**Data extracts**.
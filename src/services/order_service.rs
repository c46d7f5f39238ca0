use std::collections::{HashMap, HashSet};

use chrono::Utc;
use sea_orm::{
    ActiveModelTrait, ColumnTrait, Condition, ConnectionTrait, EntityTrait, PaginatorTrait,
    QueryFilter, QueryOrder, QuerySelect, Set, TransactionTrait,
};
use uuid::Uuid;

use crate::{
    audit,
    booking::{SeatLabel, scope::scope_orders, seat},
    dto::orders::{
        CreateOrderRequest, OrderDetail, OrderListItem, OrderUserDetail, OrderUserSummary,
        OrderWithTickets, TicketRequest,
    },
    entity::{
        airplanes::{self, Entity as Airplanes},
        flights::{Column as FlightCol, Entity as Flights},
        orders::{self, ActiveModel as OrderActive, Column as OrderCol, Entity as Orders},
        tickets::{self, ActiveModel as TicketActive, Column as TicketCol, Entity as Tickets},
        users::{Column as UserCol, Entity as Users},
    },
    error::{AppError, AppResult},
    middleware::auth::{AuthUser, ROLE_STAFF},
    models::{Order, Ticket},
    response::{ApiResponse, Meta},
    routes::params::{OrderListQuery, SortOrder},
    services::{missing_reference, ticket_service::ticket_list_items},
    state::AppState,
};

/// A ticket request that passed the layout checks, with its seat label in canonical form.
#[derive(Debug, Clone, PartialEq, Eq, Hash)]
pub struct SeatRequest {
    pub flight: Uuid,
    pub row: i32,
    pub seat: String,
}

/// Rejects empty orders and seats requested twice in the same order.
/// Seat labels are compared in canonical form, so `10a` and `10A` collide.
pub fn check_ticket_requests(requests: &[TicketRequest]) -> AppResult<()> {
    if requests.is_empty() {
        return Err(AppError::validation(
            "tickets",
            "This list may not be empty.",
        ));
    }

    let mut seen = HashSet::with_capacity(requests.len());
    for request in requests {
        let label = request
            .seat
            .parse::<SeatLabel>()
            .map(|label| label.to_string())
            .unwrap_or_else(|_| request.seat.clone());
        if !seen.insert((request.flight, request.row, label.clone())) {
            return Err(AppError::validation(
                "tickets",
                format!(
                    "Seat {label} on flight {} is requested more than once.",
                    request.flight
                ),
            ));
        }
    }
    Ok(())
}

/// Validates every request against its flight's airplane and returns the
/// seats to insert, in request order.
fn seat_requests(
    requests: &[TicketRequest],
    layouts: &HashMap<Uuid, airplanes::Model>,
) -> AppResult<Vec<SeatRequest>> {
    requests
        .iter()
        .map(|request| {
            let airplane = layouts
                .get(&request.flight)
                .ok_or_else(|| missing_reference("flight", request.flight))?;
            seat::validate(
                &request.seat,
                request.row,
                airplane.seats_in_row,
                airplane.rows,
            )?;
            let label = request
                .seat
                .parse::<SeatLabel>()
                .map_err(|err| AppError::validation("seat", err.to_string()))?;
            Ok(SeatRequest {
                flight: request.flight,
                row: request.row,
                seat: label.to_string(),
            })
        })
        .collect()
}

/// Airplane layout per requested flight. Unknown flights are simply absent.
async fn load_layouts<C: ConnectionTrait>(
    db: &C,
    requests: &[TicketRequest],
) -> AppResult<HashMap<Uuid, airplanes::Model>> {
    let mut flight_ids: Vec<Uuid> = requests.iter().map(|r| r.flight).collect();
    flight_ids.sort_unstable();
    flight_ids.dedup();

    let rows = Flights::find()
        .filter(FlightCol::Id.is_in(flight_ids))
        .find_also_related(Airplanes)
        .all(db)
        .await?;
    Ok(rows
        .into_iter()
        .filter_map(|(flight, airplane)| airplane.map(|a| (flight.id, a)))
        .collect())
}

/// Advisory only: two concurrent orders can both pass this check, in which
/// case the unique index on (flight_id, row, seat) rejects the later commit.
async fn ensure_seats_free<C: ConnectionTrait>(db: &C, seats: &[SeatRequest]) -> AppResult<()> {
    let mut taken = Condition::any();
    for seat in seats {
        taken = taken.add(
            Condition::all()
                .add(TicketCol::FlightId.eq(seat.flight))
                .add(TicketCol::Row.eq(seat.row))
                .add(TicketCol::Seat.eq(seat.seat.as_str())),
        );
    }

    if let Some(existing) = Tickets::find().filter(taken).one(db).await? {
        return Err(AppError::Conflict(format!(
            "Seat {} on flight {} is already taken",
            existing.seat, existing.flight_id
        )));
    }
    Ok(())
}

/// Inserts an order for `user_id` and one ticket per seat. The caller owns
/// the transaction; a seat that is already sold surfaces as a conflict from
/// the unique index, whether or not the advisory seat check ran first.
pub async fn store_order<C: ConnectionTrait>(
    db: &C,
    user_id: Uuid,
    seats: Vec<SeatRequest>,
) -> AppResult<(orders::Model, Vec<Ticket>)> {
    let order = OrderActive {
        id: Set(Uuid::new_v4()),
        user_id: Set(user_id),
        created_at: Set(Utc::now().into()),
    }
    .insert(db)
    .await?;

    let mut tickets: Vec<Ticket> = Vec::with_capacity(seats.len());
    for seat in seats {
        let ticket = TicketActive {
            id: Set(Uuid::new_v4()),
            row: Set(seat.row),
            seat: Set(seat.seat),
            flight_id: Set(seat.flight),
            order_id: Set(order.id),
        }
        .insert(db)
        .await?;
        tickets.push(ticket.into());
    }
    Ok((order, tickets))
}

/// Creates an order owned by `user` together with all of its tickets.
///
/// Either every ticket is stored with the new order or nothing is: the whole
/// write runs in one transaction, and every ticket insert goes through the
/// entity's seat check before it reaches the database.
pub async fn create_order(
    state: &AppState,
    user: &AuthUser,
    payload: CreateOrderRequest,
) -> AppResult<ApiResponse<OrderWithTickets>> {
    check_ticket_requests(&payload.tickets)?;

    let txn = state.orm.begin().await?;

    let layouts = load_layouts(&txn, &payload.tickets).await?;
    let seats = seat_requests(&payload.tickets, &layouts)?;
    ensure_seats_free(&txn, &seats).await?;

    let (order, tickets) = store_order(&txn, user.user_id, seats).await?;

    txn.commit().await?;

    tracing::debug!(order_id = %order.id, tickets = tickets.len(), "order created");
    audit::record(
        &state.pool,
        Some(user.user_id),
        "order_create",
        "orders",
        serde_json::json!({ "order_id": order.id, "tickets": tickets.len() }),
    )
    .await;

    Ok(ApiResponse::success(
        "Order created",
        OrderWithTickets {
            order: Order::from(order),
            tickets,
        },
        Some(Meta::empty()),
    ))
}

async fn tickets_by_order<C: ConnectionTrait>(
    db: &C,
    order_ids: Vec<Uuid>,
) -> AppResult<Vec<tickets::Model>> {
    if order_ids.is_empty() {
        return Ok(Vec::new());
    }
    let tickets = Tickets::find()
        .filter(TicketCol::OrderId.is_in(order_ids))
        .order_by_asc(TicketCol::Row)
        .order_by_asc(TicketCol::Seat)
        .all(db)
        .await?;
    Ok(tickets)
}

pub async fn list_orders(
    state: &AppState,
    user: &AuthUser,
    query: OrderListQuery,
) -> AppResult<ApiResponse<Vec<OrderListItem>>> {
    let (page, limit, offset) = query.pagination().normalize();

    let mut finder = Orders::find().filter(scope_orders(user));
    finder = match query.sort_order.unwrap_or_default() {
        SortOrder::Asc => finder.order_by_asc(OrderCol::CreatedAt),
        SortOrder::Desc => finder.order_by_desc(OrderCol::CreatedAt),
    };

    let total = finder.clone().count(&state.orm).await?;
    let orders = finder
        .limit(limit as u64)
        .offset(offset as u64)
        .all(&state.orm)
        .await?;

    let mut user_ids: Vec<Uuid> = orders.iter().map(|o| o.user_id).collect();
    user_ids.sort_unstable();
    user_ids.dedup();
    let emails: HashMap<Uuid, String> = if user_ids.is_empty() {
        HashMap::new()
    } else {
        Users::find()
            .filter(UserCol::Id.is_in(user_ids))
            .all(&state.orm)
            .await?
            .into_iter()
            .map(|u| (u.id, u.email))
            .collect()
    };

    let tickets = tickets_by_order(&state.orm, orders.iter().map(|o| o.id).collect()).await?;
    let owners: Vec<Uuid> = tickets.iter().map(|t| t.order_id).collect();
    let mut grouped: HashMap<Uuid, Vec<_>> = HashMap::new();
    for (order_id, item) in owners
        .into_iter()
        .zip(ticket_list_items(&state.orm, tickets).await?)
    {
        grouped.entry(order_id).or_default().push(item);
    }

    let items = orders
        .into_iter()
        .map(|order| {
            let email = emails.get(&order.user_id).cloned().ok_or_else(|| {
                AppError::Internal(anyhow::anyhow!("order {} has no user", order.id))
            })?;
            Ok(OrderListItem {
                id: order.id,
                created_at: order.created_at.with_timezone(&Utc),
                user: OrderUserSummary { email },
                tickets: grouped.remove(&order.id).unwrap_or_default(),
            })
        })
        .collect::<AppResult<Vec<_>>>()?;

    Ok(ApiResponse::success(
        "Orders",
        items,
        Some(Meta::paged(page, limit, total)),
    ))
}

/// Another user's order is reported as missing, not forbidden.
pub async fn get_order(
    state: &AppState,
    user: &AuthUser,
    id: Uuid,
) -> AppResult<ApiResponse<OrderDetail>> {
    let (order, owner) = Orders::find_by_id(id)
        .filter(scope_orders(user))
        .find_also_related(Users)
        .one(&state.orm)
        .await?
        .ok_or(AppError::NotFound)?;
    let owner = owner
        .ok_or_else(|| AppError::Internal(anyhow::anyhow!("order {id} has no user")))?;

    let tickets = tickets_by_order(&state.orm, vec![order.id]).await?;
    let tickets = ticket_list_items(&state.orm, tickets).await?;

    let detail = OrderDetail {
        id: order.id,
        created_at: order.created_at.with_timezone(&Utc),
        user: OrderUserDetail {
            id: owner.id,
            is_staff: owner.role == ROLE_STAFF,
            email: owner.email,
        },
        tickets,
    };
    Ok(ApiResponse::success("OK", detail, Some(Meta::empty())))
}

/// Deletes the order and, through the foreign key cascade, its tickets.
pub async fn delete_order(state: &AppState, user: &AuthUser, id: Uuid) -> AppResult<()> {
    let result = Orders::delete_many()
        .filter(OrderCol::Id.eq(id))
        .filter(scope_orders(user))
        .exec(&state.orm)
        .await?;
    if result.rows_affected == 0 {
        return Err(AppError::NotFound);
    }

    audit::record(
        &state.pool,
        Some(user.user_id),
        "order_delete",
        "orders",
        serde_json::json!({ "order_id": id }),
    )
    .await;
    Ok(())
}

#[cfg(test)]
mod tests {
    use super::*;

    fn request(flight: Uuid, row: i32, seat: &str) -> TicketRequest {
        TicketRequest {
            row,
            seat: seat.into(),
            flight,
        }
    }

    fn layout(flight: Uuid, rows: i32, seats_in_row: i32) -> HashMap<Uuid, airplanes::Model> {
        HashMap::from([(
            flight,
            airplanes::Model {
                id: Uuid::new_v4(),
                name: "Airplane 1".into(),
                rows,
                seats_in_row,
                airplane_type_id: Uuid::new_v4(),
            },
        )])
    }

    #[test]
    fn empty_orders_are_rejected() {
        match check_ticket_requests(&[]) {
            Err(AppError::Validation { field, .. }) => assert_eq!(field, "tickets"),
            other => panic!("unexpected {other:?}"),
        }
    }

    #[test]
    fn same_seat_twice_in_one_order_is_rejected() {
        let flight = Uuid::new_v4();
        let requests = [request(flight, 10, "10A"), request(flight, 10, "10a")];
        assert!(check_ticket_requests(&requests).is_err());

        let other_flight = [request(flight, 10, "10A"), request(Uuid::new_v4(), 10, "10A")];
        assert!(check_ticket_requests(&other_flight).is_ok());
    }

    #[test]
    fn one_bad_seat_fails_the_whole_batch() {
        let flight = Uuid::new_v4();
        let layouts = layout(flight, 20, 6);
        let requests = [
            request(flight, 10, "10A"),
            request(flight, 11, "11B"),
            request(flight, 12, "12C"),
            request(flight, 10, "10G"),
        ];
        match seat_requests(&requests, &layouts) {
            Err(AppError::Validation { field, message }) => {
                assert_eq!(field, "seat");
                assert!(message.contains("10G"));
            }
            other => panic!("unexpected {other:?}"),
        }
    }

    #[test]
    fn seats_are_canonicalized() {
        let flight = Uuid::new_v4();
        let layouts = layout(flight, 20, 6);
        let seats = seat_requests(&[request(flight, 3, "3c")], &layouts).unwrap();
        assert_eq!(
            seats,
            vec![SeatRequest {
                flight,
                row: 3,
                seat: "3C".into(),
            }]
        );
    }

    #[test]
    fn unknown_flights_are_reported_on_the_flight_field() {
        let layouts = layout(Uuid::new_v4(), 20, 6);
        match seat_requests(&[request(Uuid::new_v4(), 1, "1A")], &layouts) {
            Err(AppError::Validation { field, .. }) => assert_eq!(field, "flight"),
            other => panic!("unexpected {other:?}"),
        }
    }
}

**What needs to be done**.
What lines in the material mention "HashSet"? Copy every one of them.

**Solved exercise**.
use std::collections::{HashMap, HashSet};
    let mut seen = HashSet::with_capacity(requests.len());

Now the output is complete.